INSTRUCTIONS TO FOLLOW:
Could you please return each line of the data that has the word "transform"?

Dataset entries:
=======

//! # Hill Cipher
//!
//! Block substitution over the 36-symbol alphabet `A-Z0-9`. A plaintext block `p` of `n`
//! symbol indices becomes `K·p mod 36`; decryption applies `K⁻¹ mod 36`.
//!
//! ```
//! # use hill_crypto::cipher::{HillCipher, KeyMatrix};
//! let key = KeyMatrix::try_with(vec![vec![5, 8], vec![17, 3]]).unwrap();
//! let cipher = HillCipher::try_with(key).unwrap();
//!
//! assert_eq!(cipher.encrypt("ab"), "ID");
//! assert_eq!(cipher.decrypt("ID").unwrap(), "AB");
//! ```

pub mod key;
pub mod text;

pub use key::KeyMatrix;
pub use text::{clean_and_uppercase, pad};

use crate::errors::HillCryptoError;
use crate::preset::alphabet::ALPHABET_SIZE;
use crate::ring::matrix_ops::{apply_to_block, inspect_key, matrix_mod_inverse};
use crate::ring::{KeyDiagnostics, Matrix, Ring, Vector};

use text::{from_indices, to_indices};

use serde::{Deserialize, Serialize};

/// Ciphertext together with the length of the filtered plaintext it came from.
///
/// Padding symbols are valid alphabet symbols, so only the recorded length tells
/// them apart from plaintext that really ends in `X`.
#[derive(Debug, Clone, PartialEq, Eq, Serialize, Deserialize)]
pub struct Sealed {
    pub ciphertext: String,
    pub plaintext_len: usize,
}

impl Sealed {
    /// Number of padding symbols appended during encryption.
    pub fn padding(&self) -> usize {
        self.ciphertext.len().saturating_sub(self.plaintext_len)
    }
}

#[derive(Debug, Clone)]
pub struct HillCipher {
    key: KeyMatrix,
    inverse_key: Matrix,
    diagnostics: KeyDiagnostics,
    ring: Ring,
}

impl HillCipher {
    /// The ring size, equal to the alphabet size.
    pub const MODULUS: u64 = ALPHABET_SIZE;

    /// Builds a cipher, rejecting keys whose determinant is not coprime to 36.
    ///
    /// The inverse key is computed here, so a constructed cipher can always decrypt.
    pub fn try_with(key: KeyMatrix) -> Result<Self, HillCryptoError> {
        let ring = Ring::try_with(Self::MODULUS)?;
        let diagnostics = inspect_key(key.rows(), &ring)?;

        if !diagnostics.is_valid() {
            return Err(HillCryptoError::InvalidKey {
                determinant: diagnostics.determinant,
                det_mod: diagnostics.det_mod,
                gcd: diagnostics.gcd,
                modulus: Self::MODULUS,
            });
        }

        let inverse_key = matrix_mod_inverse(key.rows(), &ring)?;

        log::debug!(
            "Hill cipher ready: n={}, det={}, det mod {}={}, det^-1={:?}",
            key.size(),
            diagnostics.determinant,
            Self::MODULUS,
            diagnostics.det_mod,
            diagnostics.det_inverse
        );

        Ok(Self {
            key,
            inverse_key,
            diagnostics,
            ring,
        })
    }

    pub fn key(&self) -> &KeyMatrix {
        &self.key
    }

    /// `K⁻¹ mod 36`, entries in `[0, 36)`.
    pub fn inverse_key(&self) -> &Matrix {
        &self.inverse_key
    }

    pub fn block_size(&self) -> usize {
        self.key.size()
    }

    /// Cleans, pads with `X` and encrypts. The output length is a multiple of the block size.
    pub fn encrypt(&self, plaintext: &str) -> String {
        let cleaned = clean_and_uppercase(plaintext);
        let padded = pad(&cleaned, self.block_size());

        let cipher_indices = self.transform(self.key.rows(), &to_indices(&padded));
        from_indices(&cipher_indices)
    }

    /// Decrypts ciphertext. Padding added by [`HillCipher::encrypt`] is kept.
    ///
    /// # Errors
    ///
    /// Returns `HillCryptoError::MalformedInput` if the filtered ciphertext does not
    /// split into whole blocks.
    pub fn decrypt(&self, ciphertext: &str) -> Result<String, HillCryptoError> {
        let indices = to_indices(&clean_and_uppercase(ciphertext));

        if indices.len() % self.block_size() != 0 {
            return Err(HillCryptoError::MalformedInput {
                len: indices.len(),
                block_size: self.block_size(),
            });
        }

        let plain_indices = self.transform(&self.inverse_key, &indices);
        Ok(from_indices(&plain_indices))
    }

    /// Encrypts and records the filtered plaintext length so [`HillCipher::open`] can drop the padding.
    pub fn seal(&self, plaintext: &str) -> Sealed {
        Sealed {
            plaintext_len: clean_and_uppercase(plaintext).len(),
            ciphertext: self.encrypt(plaintext),
        }
    }

    /// Decrypts a [`Sealed`] message and cuts it back to the recorded plaintext length.
    pub fn open(&self, sealed: &Sealed) -> Result<String, HillCryptoError> {
        let mut plaintext = self.decrypt(&sealed.ciphertext)?;

        if sealed.plaintext_len > plaintext.len() {
            return Err(HillCryptoError::InvalidParameters(format!(
                "Recorded plaintext length {} exceeds decrypted length {}",
                sealed.plaintext_len,
                plaintext.len()
            )));
        }
        plaintext.truncate(sealed.plaintext_len);

        Ok(plaintext)
    }

    /// Determinant, determinant mod 36 and its inverse for the active key.
    pub fn key_diagnostics(&self) -> &KeyDiagnostics {
        &self.diagnostics
    }

    fn transform(&self, matrix: &Matrix, indices: &[i64]) -> Vector {
        indices
            .chunks_exact(self.block_size())
            .flat_map(|block| apply_to_block(matrix, block, &self.ring))
            .collect()
    }
}

#[cfg(test)]
mod tests {
    use super::*;

    use num_bigint::BigInt;

    fn default_cipher() -> HillCipher {
        let key = KeyMatrix::try_with(vec![vec![5, 8], vec![17, 3]]).unwrap();
        HillCipher::try_with(key).unwrap()
    }

    #[test]
    fn test_encrypt_known_block() {
        let cipher = default_cipher();
        assert_eq!(cipher.encrypt("AB"), "ID");
        assert_eq!(cipher.decrypt("ID").unwrap(), "AB");
    }

    #[test]
    fn test_padding_is_not_stripped() {
        let cipher = default_cipher();
        let ciphertext = cipher.encrypt("HI5");
        assert_eq!(ciphertext, "19PU");
        assert_eq!(cipher.decrypt(&ciphertext).unwrap(), "HI5X");
    }

    #[test]
    fn test_seal_and_open() {
        let cipher = default_cipher();

        let sealed = cipher.seal("hi 5");
        assert_eq!(sealed.ciphertext, "19PU");
        assert_eq!(sealed.plaintext_len, 3);
        assert_eq!(sealed.padding(), 1);
        assert_eq!(cipher.open(&sealed).unwrap(), "HI5");

        // A real trailing X survives.
        let sealed = cipher.seal("BOX");
        assert_eq!(cipher.open(&sealed).unwrap(), "BOX");
    }

    #[test]
    fn test_open_rejects_bad_length() {
        let cipher = default_cipher();
        let sealed = Sealed {
            ciphertext: "ID".to_string(),
            plaintext_len: 5,
        };
        assert!(matches!(
            cipher.open(&sealed),
            Err(HillCryptoError::InvalidParameters(_))
        ));
    }

    #[test]
    fn test_decrypt_malformed_length() {
        let cipher = default_cipher();
        match cipher.decrypt("IDA") {
            Err(HillCryptoError::MalformedInput { len, block_size }) => {
                assert_eq!(len, 3);
                assert_eq!(block_size, 2);
            }
            other => panic!("expected MalformedInput, got {:?}", other),
        }
    }

    #[test]
    fn test_empty_text() {
        let cipher = default_cipher();
        assert_eq!(cipher.encrypt(""), "");
        assert_eq!(cipher.encrypt("!?"), "");
        assert_eq!(cipher.decrypt("").unwrap(), "");
    }

    #[test]
    fn test_rejects_singular_key() {
        let key = KeyMatrix::try_with(vec![vec![2, 4], vec![4, 8]]).unwrap();
        match HillCipher::try_with(key) {
            Err(HillCryptoError::InvalidKey {
                determinant,
                det_mod,
                gcd,
                modulus,
            }) => {
                assert_eq!(determinant, BigInt::from(0));
                assert_eq!(det_mod, 0);
                assert_eq!(gcd, 36);
                assert_eq!(modulus, 36);
            }
            other => panic!("expected InvalidKey, got {:?}", other),
        }
    }

    #[test]
    fn test_rejects_even_determinant() {
        // det = 14: nonzero, but shares 2 with 36
        let key = KeyMatrix::try_with(vec![vec![4, 2], vec![1, 4]]).unwrap();
        assert!(matches!(
            HillCipher::try_with(key),
            Err(HillCryptoError::InvalidKey { .. })
        ));
    }

    #[test]
    fn test_key_diagnostics() {
        let cipher = default_cipher();
        let diag = cipher.key_diagnostics();
        assert_eq!(diag.determinant, BigInt::from(-121));
        assert_eq!(diag.det_mod, 23);
        assert_eq!(diag.det_inverse, Some(11));
    }

    #[test]
    fn test_inverse_key() {
        let cipher = default_cipher();
        assert_eq!(cipher.inverse_key(), &vec![vec![33, 20], vec![29, 19]]);
        assert_eq!(cipher.block_size(), 2);
    }

    #[test]
    fn test_cipher_is_shareable() {
        fn assert_send_sync<T: Send + Sync>() {}
        assert_send_sync::<HillCipher>();
    }
}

=======

EXERCISE OUTPUT:
        let cipher_indices = self.transform(self.key.rows(), &to_indices(&padded));
        let plain_indices = self.transform(&self.inverse_key, &indices);
    fn transform(&self, matrix: &Matrix, indices: &[i64]) -> Vector {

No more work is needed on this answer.